**Task goal:** Scan the material that follows. Copy every line containing the word "WorkflowGraph".

___ Source information ___

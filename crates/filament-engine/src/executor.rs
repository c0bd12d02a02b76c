use std::sync::Arc;
use std::time::Instant;

use tracing::{debug, error, info, warn};

use filament_core::config::{CyclePolicy, ErrorPolicy, RunConfig};
use filament_core::error::{FilamentError, Result};
use filament_core::traits::TextModel;
use filament_core::types::{LogStatus, NodeOutcome, NodeState, Record, RunReport};
use filament_handlers::HandlerRegistry;

use crate::collect::collect_inputs;
use crate::context::ExecutionContext;
use crate::graph::WorkflowGraph;
use crate::node::WorkflowNode;
use crate::schedule::execution_order;

/// Executes a workflow graph.
///
/// Nodes run strictly sequentially in topological order; each node's
/// handler is awaited to completion before the next begins. A node failure
/// is isolated to that node's outcome — under the default
/// `ContinueOnError` policy, downstream nodes still run with whatever
/// inputs remain collectable.
pub struct WorkflowExecutor {
    graph: WorkflowGraph,
    registry: Arc<HandlerRegistry>,
    model: Option<Arc<dyn TextModel>>,
}

impl WorkflowExecutor {
    pub fn new(graph: WorkflowGraph, registry: Arc<HandlerRegistry>) -> Self {
        Self {
            graph,
            registry,
            model: None,
        }
    }

    /// Attach a model client used for optional API-key validation.
    pub fn with_model(mut self, model: Arc<dyn TextModel>) -> Self {
        self.model = Some(model);
        self
    }

    pub fn graph(&self) -> &WorkflowGraph {
        &self.graph
    }

    /// Execute the whole graph under the given run configuration.
    ///
    /// Preconditions (empty API key, key validation, `CyclePolicy::Fail`)
    /// are checked before any node leaves `Idle`.
    pub async fn execute(&self, config: &RunConfig) -> Result<RunReport> {
        config.require_api_key()?;

        if config.validate_key {
            if let Some(model) = &self.model {
                model
                    .validate_key(&config.api_key, &config.model_id)
                    .await?;
            }
        }

        let schedule = execution_order(&self.graph);
        if schedule.has_cycle() && config.cycle_policy == CyclePolicy::Fail {
            return Err(FilamentError::CycleDetected(schedule.excluded));
        }

        let start = Instant::now();
        let mut context = ExecutionContext::new(&self.graph);
        let mut skipped = schedule.excluded.clone();

        info!(
            run_id = %context.run_id(),
            nodes = schedule.order.len(),
            excluded = schedule.excluded.len(),
            "Starting workflow run"
        );

        for (position, node_id) in schedule.order.iter().enumerate() {
            let node = self
                .graph
                .node(node_id)
                .expect("scheduled node exists in graph");

            let outcome = self.execute_node(node, config, &mut context).await;
            let failed = !outcome.success;
            context.record(node_id, outcome);

            if failed && config.error_policy == ErrorPolicy::FailFast {
                let remaining = &schedule.order[position + 1..];
                warn!(
                    node_id = %node_id,
                    remaining = remaining.len(),
                    "Halting run after node failure (fail-fast)"
                );
                skipped.extend(remaining.iter().cloned());
                break;
            }
        }

        let total_elapsed_ms = start.elapsed().as_millis() as u64;
        let report = context.into_report(skipped, total_elapsed_ms);
        info!(
            run_id = %report.run_id,
            elapsed_ms = total_elapsed_ms,
            succeeded = report.succeeded,
            "Workflow run finished"
        );
        Ok(report)
    }

    /// Run one node through its `idle → running → completed|failed` cycle.
    async fn execute_node(
        &self,
        node: &WorkflowNode,
        config: &RunConfig,
        context: &mut ExecutionContext,
    ) -> NodeOutcome {
        context.set_state(&node.id, NodeState::Running);
        context.log(
            &node.id,
            LogStatus::Start,
            format!("Executing node: {}", node.display_name()),
        );
        info!(node_id = %node.id, kind = %node.kind, "Executing node");

        let inputs = collect_inputs(&self.graph, &node.id, context.results());
        let parameters = effective_parameters(node, config);

        let node_start = Instant::now();
        let result = match self.registry.resolve(&node.kind) {
            Ok(handler) => handler.execute(&inputs, &parameters).await,
            Err(e) => Err(e),
        };
        let elapsed_ms = node_start.elapsed().as_millis() as u64;

        match result {
            Ok(data) => {
                context.set_state(&node.id, NodeState::Completed);
                context.log(
                    &node.id,
                    LogStatus::Success,
                    format!("Node completed: {}", node.display_name()),
                );
                debug!(node_id = %node.id, elapsed_ms, "Node execution complete");
                NodeOutcome::success(data)
            }
            Err(e) => {
                let message = e.to_string();
                context.set_state(&node.id, NodeState::Failed);
                context.log(
                    &node.id,
                    LogStatus::Error,
                    format!("Node failed: {}", message),
                );
                error!(node_id = %node.id, error = %message, "Node execution failed");
                NodeOutcome::failure(message)
            }
        }
    }
}

/// Merge node-declared parameters with run-scoped settings.
///
/// The API key is a run secret and always wins; generation settings are
/// defaults the node may override.
fn effective_parameters(node: &WorkflowNode, config: &RunConfig) -> Record {
    let mut parameters = node.parameters.clone();
    parameters.insert("api_key".into(), serde_json::json!(config.api_key));
    parameters
        .entry("model".to_string())
        .or_insert_with(|| serde_json::json!(config.model_id));
    parameters
        .entry("temperature".to_string())
        .or_insert_with(|| serde_json::json!(config.temperature));
    parameters
        .entry("max_output_tokens".to_string())
        .or_insert_with(|| serde_json::json!(config.max_output_tokens));
    parameters
}

#[cfg(test)]
mod tests {
    use super::*;
    use crate::edge::WorkflowEdge;
    use crate::node::WorkflowNode;
    use filament_core::traits::NodeHandler;
    use futures::future::BoxFuture;
    use std::sync::atomic::{AtomicUsize, Ordering};

    /// Echoes its collected inputs as outputs and counts invocations.
    struct EchoHandler {
        calls: Arc<AtomicUsize>,
    }

    impl NodeHandler for EchoHandler {
        fn kind(&self) -> &str {
            "echo"
        }

        fn execute(&self, inputs: &Record, _parameters: &Record) -> BoxFuture<'_, Result<Record>> {
            let inputs = inputs.clone();
            self.calls.fetch_add(1, Ordering::SeqCst);
            Box::pin(async move { Ok(inputs) })
        }
    }

    /// Emits a fixed value on the "text" port.
    struct EmitHandler;

    impl NodeHandler for EmitHandler {
        fn kind(&self) -> &str {
            "emit"
        }

        fn execute(&self, _inputs: &Record, _parameters: &Record) -> BoxFuture<'_, Result<Record>> {
            Box::pin(async move {
                let mut outputs = Record::new();
                outputs.insert("text".into(), serde_json::json!("hello"));
                Ok(outputs)
            })
        }
    }

    /// Always fails.
    struct ExplodeHandler;

    impl NodeHandler for ExplodeHandler {
        fn kind(&self) -> &str {
            "explode"
        }

        fn execute(&self, _inputs: &Record, _parameters: &Record) -> BoxFuture<'_, Result<Record>> {
            Box::pin(async move {
                Err(FilamentError::ModelRequest("synthetic failure".into()))
            })
        }
    }

    fn registry(calls: Arc<AtomicUsize>) -> Arc<HandlerRegistry> {
        let mut registry = HandlerRegistry::new();
        registry.register(EchoHandler { calls });
        registry.register(EmitHandler);
        registry.register(ExplodeHandler);
        Arc::new(registry)
    }

    fn two_node_graph(first_kind: &str) -> WorkflowGraph {
        WorkflowGraph::new(
            vec![
                WorkflowNode::new("a", first_kind).with_outputs(["text"]),
                WorkflowNode::new("b", "echo")
                    .with_inputs(["prompt"])
                    .with_outputs(["prompt"]),
            ],
            vec![WorkflowEdge::connect("a", "text", "b", "prompt")],
        )
        .unwrap()
    }

    #[tokio::test]
    async fn test_value_flows_along_edge_ports() {
        let executor = WorkflowExecutor::new(
            two_node_graph("emit"),
            registry(Arc::new(AtomicUsize::new(0))),
        );
        let report = executor.execute(&RunConfig::new("sk-test")).await.unwrap();

        assert!(report.succeeded);
        let b = report.outcome("b").unwrap();
        assert!(b.success);
        // a.text → b.prompt: the echo handler saw "hello" under "prompt"
        assert_eq!(b.port("prompt"), Some(&serde_json::json!("hello")));
        assert_eq!(report.state("a"), NodeState::Completed);
        assert_eq!(report.state("b"), NodeState::Completed);
    }

    #[tokio::test]
    async fn test_failure_is_isolated_and_downstream_still_runs() {
        let calls = Arc::new(AtomicUsize::new(0));
        let executor = WorkflowExecutor::new(two_node_graph("explode"), registry(calls.clone()));
        let report = executor.execute(&RunConfig::new("sk-test")).await.unwrap();

        assert!(!report.succeeded);
        let a = report.outcome("a").unwrap();
        assert!(!a.success);
        assert!(a.error.as_deref().unwrap().contains("synthetic failure"));

        // b still executed, with the input key absent (not null-filled)
        assert_eq!(calls.load(Ordering::SeqCst), 1);
        let b = report.outcome("b").unwrap();
        assert!(b.success);
        let data = b.data.as_ref().unwrap();
        assert!(!data.contains_key("prompt"));
        assert_eq!(report.state("a"), NodeState::Failed);
        assert_eq!(report.state("b"), NodeState::Completed);
    }

    #[tokio::test]
    async fn test_fail_fast_leaves_downstream_idle() {
        let calls = Arc::new(AtomicUsize::new(0));
        let executor = WorkflowExecutor::new(two_node_graph("explode"), registry(calls.clone()));

        let mut config = RunConfig::new("sk-test");
        config.error_policy = ErrorPolicy::FailFast;
        let report = executor.execute(&config).await.unwrap();

        assert!(!report.succeeded);
        assert_eq!(calls.load(Ordering::SeqCst), 0);
        assert!(report.outcome("b").is_none());
        assert_eq!(report.state("b"), NodeState::Idle);
        assert_eq!(report.skipped, vec!["b"]);
    }

    #[tokio::test]
    async fn test_empty_api_key_fails_before_any_node_runs() {
        let calls = Arc::new(AtomicUsize::new(0));
        let executor = WorkflowExecutor::new(two_node_graph("emit"), registry(calls.clone()));

        let err = executor.execute(&RunConfig::default()).await.unwrap_err();
        assert!(matches!(err, FilamentError::MissingApiKey));
        assert_eq!(calls.load(Ordering::SeqCst), 0);
    }

    #[tokio::test]
    async fn test_unsupported_node_type_is_a_node_failure() {
        let graph = WorkflowGraph::new(
            vec![WorkflowNode::new("a", "hologram").with_outputs(["text"])],
            vec![],
        )
        .unwrap();
        let executor = WorkflowExecutor::new(graph, registry(Arc::new(AtomicUsize::new(0))));
        let report = executor.execute(&RunConfig::new("sk-test")).await.unwrap();

        let a = report.outcome("a").unwrap();
        assert!(!a.success);
        assert!(a.error.as_deref().unwrap().contains("unsupported node type"));
        assert_eq!(report.state("a"), NodeState::Failed);
    }

    fn cyclic_graph() -> WorkflowGraph {
        let port_node = |id: &str, kind: &str| {
            WorkflowNode::new(id, kind)
                .with_inputs(["prompt"])
                .with_outputs(["text"])
        };
        WorkflowGraph::new(
            vec![
                WorkflowNode::new("a", "emit").with_outputs(["text"]),
                port_node("x", "echo"),
                port_node("y", "echo"),
            ],
            vec![
                WorkflowEdge::connect("x", "text", "y", "prompt"),
                WorkflowEdge::connect("y", "text", "x", "prompt"),
            ],
        )
        .unwrap()
    }

    #[tokio::test]
    async fn test_cycle_warn_policy_excludes_members() {
        let executor =
            WorkflowExecutor::new(cyclic_graph(), registry(Arc::new(AtomicUsize::new(0))));
        let report = executor.execute(&RunConfig::new("sk-test")).await.unwrap();

        assert!(report.outcome("a").is_some());
        assert!(report.outcome("x").is_none());
        assert!(report.outcome("y").is_none());
        assert_eq!(report.skipped, vec!["x", "y"]);
        assert_eq!(report.state("x"), NodeState::Idle);
    }

    #[tokio::test]
    async fn test_cycle_fail_policy_aborts() {
        let calls = Arc::new(AtomicUsize::new(0));
        let executor = WorkflowExecutor::new(cyclic_graph(), registry(calls.clone()));

        let mut config = RunConfig::new("sk-test");
        config.cycle_policy = CyclePolicy::Fail;
        let err = executor.execute(&config).await.unwrap_err();
        assert!(matches!(err, FilamentError::CycleDetected(_)));
        assert_eq!(calls.load(Ordering::SeqCst), 0);
    }

    #[tokio::test]
    async fn test_key_validation_failure_aborts_run() {
        let model = Arc::new(filament_llm::StaticModel::failing("invalid key"));
        let executor = WorkflowExecutor::new(
            two_node_graph("emit"),
            registry(Arc::new(AtomicUsize::new(0))),
        )
        .with_model(model);

        let mut config = RunConfig::new("sk-test");
        config.validate_key = true;
        let err = executor.execute(&config).await.unwrap_err();
        assert!(matches!(err, FilamentError::ModelRequest(_)));
    }

    #[tokio::test]
    async fn test_logs_record_start_and_outcome() {
        let executor = WorkflowExecutor::new(
            two_node_graph("emit"),
            registry(Arc::new(AtomicUsize::new(0))),
        );
        let report = executor.execute(&RunConfig::new("sk-test")).await.unwrap();

        let statuses: Vec<_> = report
            .logs
            .iter()
            .map(|l| (l.node_id.as_str(), l.status))
            .collect();
        assert_eq!(
            statuses,
            vec![
                ("a", LogStatus::Start),
                ("a", LogStatus::Success),
                ("b", LogStatus::Start),
                ("b", LogStatus::Success),
            ]
        );
    }

    #[test]
    fn test_effective_parameters_merge() {
        let node = WorkflowNode::new("n", "llm")
            .with_parameter("temperature", serde_json::json!(0.1))
            .with_parameter("api_key", serde_json::json!("node-key-ignored"));

        let config = RunConfig::new("sk-secret");
        let parameters = effective_parameters(&node, &config);

        // Run secret always wins
        assert_eq!(parameters.get("api_key"), Some(&serde_json::json!("sk-secret")));
        // Node-level generation settings win over run defaults
        assert_eq!(parameters.get("temperature"), Some(&serde_json::json!(0.1)));
        // Run defaults fill the gaps
        assert_eq!(
            parameters.get("model"),
            Some(&serde_json::json!("gemini-2.0-flash"))
        );
        assert_eq!(
            parameters.get("max_output_tokens"),
            Some(&serde_json::json!(2048))
        );
    }
}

___

**Output of the task:**
use crate::graph::WorkflowGraph;
    graph: WorkflowGraph,
    pub fn new(graph: WorkflowGraph, registry: Arc<HandlerRegistry>) -> Self {
    pub fn graph(&self) -> &WorkflowGraph {
    fn two_node_graph(first_kind: &str) -> WorkflowGraph {
        WorkflowGraph::new(
        let graph = WorkflowGraph::new(
    fn cyclic_graph() -> WorkflowGraph {
        WorkflowGraph::new(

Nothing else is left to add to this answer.